Task —
Copy the data. Keep every character as given.

**** Provided material

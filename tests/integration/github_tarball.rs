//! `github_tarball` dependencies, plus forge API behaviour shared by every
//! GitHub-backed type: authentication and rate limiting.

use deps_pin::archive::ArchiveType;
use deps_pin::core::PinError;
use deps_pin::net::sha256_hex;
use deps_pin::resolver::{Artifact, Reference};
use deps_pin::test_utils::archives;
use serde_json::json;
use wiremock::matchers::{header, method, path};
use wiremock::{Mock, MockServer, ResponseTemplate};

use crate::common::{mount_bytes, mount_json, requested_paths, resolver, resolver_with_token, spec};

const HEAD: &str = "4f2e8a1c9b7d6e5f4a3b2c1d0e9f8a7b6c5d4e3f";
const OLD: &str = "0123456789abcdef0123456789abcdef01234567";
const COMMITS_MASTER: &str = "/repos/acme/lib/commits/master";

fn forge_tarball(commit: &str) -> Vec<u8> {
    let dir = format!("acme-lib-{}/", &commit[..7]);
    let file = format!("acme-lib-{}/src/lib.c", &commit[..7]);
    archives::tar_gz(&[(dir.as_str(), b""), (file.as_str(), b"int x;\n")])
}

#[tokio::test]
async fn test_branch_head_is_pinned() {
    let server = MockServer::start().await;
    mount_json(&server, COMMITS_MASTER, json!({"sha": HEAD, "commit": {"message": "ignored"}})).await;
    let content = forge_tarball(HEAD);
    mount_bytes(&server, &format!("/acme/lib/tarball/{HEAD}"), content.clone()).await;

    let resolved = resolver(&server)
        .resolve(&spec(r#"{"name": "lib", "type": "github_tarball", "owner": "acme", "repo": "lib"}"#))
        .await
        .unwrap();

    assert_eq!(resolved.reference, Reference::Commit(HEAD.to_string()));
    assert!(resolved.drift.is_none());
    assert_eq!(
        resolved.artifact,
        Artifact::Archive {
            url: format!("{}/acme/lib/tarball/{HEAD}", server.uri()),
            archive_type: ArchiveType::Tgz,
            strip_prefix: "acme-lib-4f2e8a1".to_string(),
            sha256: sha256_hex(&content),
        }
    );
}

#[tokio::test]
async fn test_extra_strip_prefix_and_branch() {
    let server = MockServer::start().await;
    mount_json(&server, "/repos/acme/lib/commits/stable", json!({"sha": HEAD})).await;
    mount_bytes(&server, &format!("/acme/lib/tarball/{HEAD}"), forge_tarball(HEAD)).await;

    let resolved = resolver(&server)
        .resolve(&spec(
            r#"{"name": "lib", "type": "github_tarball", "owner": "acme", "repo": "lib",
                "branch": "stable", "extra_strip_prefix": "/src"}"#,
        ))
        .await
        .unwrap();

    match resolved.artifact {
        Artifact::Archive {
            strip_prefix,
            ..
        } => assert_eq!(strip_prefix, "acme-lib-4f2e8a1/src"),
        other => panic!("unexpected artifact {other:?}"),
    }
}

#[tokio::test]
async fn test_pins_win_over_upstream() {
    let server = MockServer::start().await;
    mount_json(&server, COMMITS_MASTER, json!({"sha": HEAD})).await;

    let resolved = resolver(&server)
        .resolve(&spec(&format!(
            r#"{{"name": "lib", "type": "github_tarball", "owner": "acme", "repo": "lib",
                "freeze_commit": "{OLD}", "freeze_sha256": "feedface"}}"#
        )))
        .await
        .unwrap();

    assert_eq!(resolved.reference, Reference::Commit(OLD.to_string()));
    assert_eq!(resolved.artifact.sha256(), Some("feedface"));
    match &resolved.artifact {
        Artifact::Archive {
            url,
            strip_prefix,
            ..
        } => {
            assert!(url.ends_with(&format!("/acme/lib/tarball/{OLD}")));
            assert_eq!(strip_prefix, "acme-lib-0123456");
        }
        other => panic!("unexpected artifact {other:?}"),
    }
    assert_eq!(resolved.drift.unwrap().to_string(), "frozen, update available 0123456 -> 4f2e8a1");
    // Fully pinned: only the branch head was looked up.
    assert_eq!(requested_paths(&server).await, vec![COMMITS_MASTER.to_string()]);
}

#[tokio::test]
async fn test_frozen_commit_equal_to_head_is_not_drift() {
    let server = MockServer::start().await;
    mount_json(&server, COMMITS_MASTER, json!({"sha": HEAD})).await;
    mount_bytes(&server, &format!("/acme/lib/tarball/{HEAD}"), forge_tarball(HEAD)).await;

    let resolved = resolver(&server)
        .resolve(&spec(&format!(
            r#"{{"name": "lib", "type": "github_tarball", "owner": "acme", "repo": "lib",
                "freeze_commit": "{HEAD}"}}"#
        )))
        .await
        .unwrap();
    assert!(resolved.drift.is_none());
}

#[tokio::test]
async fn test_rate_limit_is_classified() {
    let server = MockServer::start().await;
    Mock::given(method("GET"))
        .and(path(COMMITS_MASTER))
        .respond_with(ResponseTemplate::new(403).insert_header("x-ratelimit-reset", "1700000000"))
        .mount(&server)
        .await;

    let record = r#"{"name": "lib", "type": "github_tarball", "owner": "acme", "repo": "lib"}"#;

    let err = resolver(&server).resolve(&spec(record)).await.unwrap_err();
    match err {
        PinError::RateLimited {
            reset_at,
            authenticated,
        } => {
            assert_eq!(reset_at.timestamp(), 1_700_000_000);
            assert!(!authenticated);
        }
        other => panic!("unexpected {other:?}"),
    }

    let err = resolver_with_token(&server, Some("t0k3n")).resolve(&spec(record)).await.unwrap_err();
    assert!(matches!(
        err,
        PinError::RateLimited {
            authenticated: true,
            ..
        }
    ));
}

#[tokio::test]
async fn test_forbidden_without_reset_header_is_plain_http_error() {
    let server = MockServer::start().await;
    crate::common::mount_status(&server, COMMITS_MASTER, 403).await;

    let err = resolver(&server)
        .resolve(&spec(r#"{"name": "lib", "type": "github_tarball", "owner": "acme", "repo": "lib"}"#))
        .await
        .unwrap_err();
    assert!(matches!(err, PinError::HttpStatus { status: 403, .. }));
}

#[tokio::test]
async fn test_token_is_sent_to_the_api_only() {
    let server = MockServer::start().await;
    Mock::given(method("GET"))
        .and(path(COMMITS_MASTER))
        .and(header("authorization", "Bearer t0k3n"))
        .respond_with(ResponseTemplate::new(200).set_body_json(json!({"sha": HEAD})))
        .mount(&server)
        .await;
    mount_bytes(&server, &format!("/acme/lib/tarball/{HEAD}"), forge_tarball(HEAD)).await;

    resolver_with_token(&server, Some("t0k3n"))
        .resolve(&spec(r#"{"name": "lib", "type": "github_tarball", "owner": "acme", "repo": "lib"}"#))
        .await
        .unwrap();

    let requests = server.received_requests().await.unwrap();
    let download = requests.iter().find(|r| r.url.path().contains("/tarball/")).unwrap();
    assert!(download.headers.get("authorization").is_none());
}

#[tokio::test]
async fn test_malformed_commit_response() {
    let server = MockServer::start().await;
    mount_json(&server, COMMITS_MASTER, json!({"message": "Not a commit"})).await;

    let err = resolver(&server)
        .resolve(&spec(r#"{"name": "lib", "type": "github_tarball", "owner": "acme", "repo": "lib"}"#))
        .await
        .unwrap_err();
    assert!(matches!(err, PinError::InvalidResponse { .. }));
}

********

Solution below —
filename tests/integration/github_tarball.rs
//! `github_tarball` dependencies, plus forge API behaviour shared by every
//! GitHub-backed type: authentication and rate limiting.

use deps_pin::archive::ArchiveType;
use deps_pin::core::PinError;
use deps_pin::net::sha256_hex;
use deps_pin::resolver::{Artifact, Reference};
use deps_pin::test_utils::archives;
use serde_json::json;
use wiremock::matchers::{header, method, path};
use wiremock::{Mock, MockServer, ResponseTemplate};

use crate::common::{mount_bytes, mount_json, requested_paths, resolver, resolver_with_token, spec};

const HEAD: &str = "4f2e8a1c9b7d6e5f4a3b2c1d0e9f8a7b6c5d4e3f";
const OLD: &str = "0123456789abcdef0123456789abcdef01234567";
const COMMITS_MASTER: &str = "/repos/acme/lib/commits/master";

fn forge_tarball(commit: &str) -> Vec<u8> {
    let dir = format!("acme-lib-{}/", &commit[..7]);
    let file = format!("acme-lib-{}/src/lib.c", &commit[..7]);
    archives::tar_gz(&[(dir.as_str(), b""), (file.as_str(), b"int x;\n")])
}

#[tokio::test]
async fn test_branch_head_is_pinned() {
    let server = MockServer::start().await;
    mount_json(&server, COMMITS_MASTER, json!({"sha": HEAD, "commit": {"message": "ignored"}})).await;
    let content = forge_tarball(HEAD);
    mount_bytes(&server, &format!("/acme/lib/tarball/{HEAD}"), content.clone()).await;

    let resolved = resolver(&server)
        .resolve(&spec(r#"{"name": "lib", "type": "github_tarball", "owner": "acme", "repo": "lib"}"#))
        .await
        .unwrap();

    assert_eq!(resolved.reference, Reference::Commit(HEAD.to_string()));
    assert!(resolved.drift.is_none());
    assert_eq!(
        resolved.artifact,
        Artifact::Archive {
            url: format!("{}/acme/lib/tarball/{HEAD}", server.uri()),
            archive_type: ArchiveType::Tgz,
            strip_prefix: "acme-lib-4f2e8a1".to_string(),
            sha256: sha256_hex(&content),
        }
    );
}

#[tokio::test]
async fn test_extra_strip_prefix_and_branch() {
    let server = MockServer::start().await;
    mount_json(&server, "/repos/acme/lib/commits/stable", json!({"sha": HEAD})).await;
    mount_bytes(&server, &format!("/acme/lib/tarball/{HEAD}"), forge_tarball(HEAD)).await;

    let resolved = resolver(&server)
        .resolve(&spec(
            r#"{"name": "lib", "type": "github_tarball", "owner": "acme", "repo": "lib",
                "branch": "stable", "extra_strip_prefix": "/src"}"#,
        ))
        .await
        .unwrap();

    match resolved.artifact {
        Artifact::Archive {
            strip_prefix,
            ..
        } => assert_eq!(strip_prefix, "acme-lib-4f2e8a1/src"),
        other => panic!("unexpected artifact {other:?}"),
    }
}

#[tokio::test]
async fn test_pins_win_over_upstream() {
    let server = MockServer::start().await;
    mount_json(&server, COMMITS_MASTER, json!({"sha": HEAD})).await;

    let resolved = resolver(&server)
        .resolve(&spec(&format!(
            r#"{{"name": "lib", "type": "github_tarball", "owner": "acme", "repo": "lib",
                "freeze_commit": "{OLD}", "freeze_sha256": "feedface"}}"#
        )))
        .await
        .unwrap();

    assert_eq!(resolved.reference, Reference::Commit(OLD.to_string()));
    assert_eq!(resolved.artifact.sha256(), Some("feedface"));
    match &resolved.artifact {
        Artifact::Archive {
            url,
            strip_prefix,
            ..
        } => {
            assert!(url.ends_with(&format!("/acme/lib/tarball/{OLD}")));
            assert_eq!(strip_prefix, "acme-lib-0123456");
        }
        other => panic!("unexpected artifact {other:?}"),
    }
    assert_eq!(resolved.drift.unwrap().to_string(), "frozen, update available 0123456 -> 4f2e8a1");
    // Fully pinned: only the branch head was looked up.
    assert_eq!(requested_paths(&server).await, vec![COMMITS_MASTER.to_string()]);
}

#[tokio::test]
async fn test_frozen_commit_equal_to_head_is_not_drift() {
    let server = MockServer::start().await;
    mount_json(&server, COMMITS_MASTER, json!({"sha": HEAD})).await;
    mount_bytes(&server, &format!("/acme/lib/tarball/{HEAD}"), forge_tarball(HEAD)).await;

    let resolved = resolver(&server)
        .resolve(&spec(&format!(
            r#"{{"name": "lib", "type": "github_tarball", "owner": "acme", "repo": "lib",
                "freeze_commit": "{HEAD}"}}"#
        )))
        .await
        .unwrap();
    assert!(resolved.drift.is_none());
}

#[tokio::test]
async fn test_rate_limit_is_classified() {
    let server = MockServer::start().await;
    Mock::given(method("GET"))
        .and(path(COMMITS_MASTER))
        .respond_with(ResponseTemplate::new(403).insert_header("x-ratelimit-reset", "1700000000"))
        .mount(&server)
        .await;

    let record = r#"{"name": "lib", "type": "github_tarball", "owner": "acme", "repo": "lib"}"#;

    let err = resolver(&server).resolve(&spec(record)).await.unwrap_err();
    match err {
        PinError::RateLimited {
            reset_at,
            authenticated,
        } => {
            assert_eq!(reset_at.timestamp(), 1_700_000_000);
            assert!(!authenticated);
        }
        other => panic!("unexpected {other:?}"),
    }

    let err = resolver_with_token(&server, Some("t0k3n")).resolve(&spec(record)).await.unwrap_err();
    assert!(matches!(
        err,
        PinError::RateLimited {
            authenticated: true,
            ..
        }
    ));
}

#[tokio::test]
async fn test_forbidden_without_reset_header_is_plain_http_error() {
    let server = MockServer::start().await;
    crate::common::mount_status(&server, COMMITS_MASTER, 403).await;

    let err = resolver(&server)
        .resolve(&spec(r#"{"name": "lib", "type": "github_tarball", "owner": "acme", "repo": "lib"}"#))
        .await
        .unwrap_err();
    assert!(matches!(err, PinError::HttpStatus { status: 403, .. }));
}

#[tokio::test]
async fn test_token_is_sent_to_the_api_only() {
    let server = MockServer::start().await;
    Mock::given(method("GET"))
        .and(path(COMMITS_MASTER))
        .and(header("authorization", "Bearer t0k3n"))
        .respond_with(ResponseTemplate::new(200).set_body_json(json!({"sha": HEAD})))
        .mount(&server)
        .await;
    mount_bytes(&server, &format!("/acme/lib/tarball/{HEAD}"), forge_tarball(HEAD)).await;

    resolver_with_token(&server, Some("t0k3n"))
        .resolve(&spec(r#"{"name": "lib", "type": "github_tarball", "owner": "acme", "repo": "lib"}"#))
        .await
        .unwrap();

    let requests = server.received_requests().await.unwrap();
    let download = requests.iter().find(|r| r.url.path().contains("/tarball/")).unwrap();
    assert!(download.headers.get("authorization").is_none());
}

#[tokio::test]
async fn test_malformed_commit_response() {
    let server = MockServer::start().await;
    mount_json(&server, COMMITS_MASTER, json!({"message": "Not a commit"})).await;

    let err = resolver(&server)
        .resolve(&spec(r#"{"name": "lib", "type": "github_tarball", "owner": "acme", "repo": "lib"}"#))
        .await
        .unwrap_err();
    assert!(matches!(err, PinError::InvalidResponse { .. }));
}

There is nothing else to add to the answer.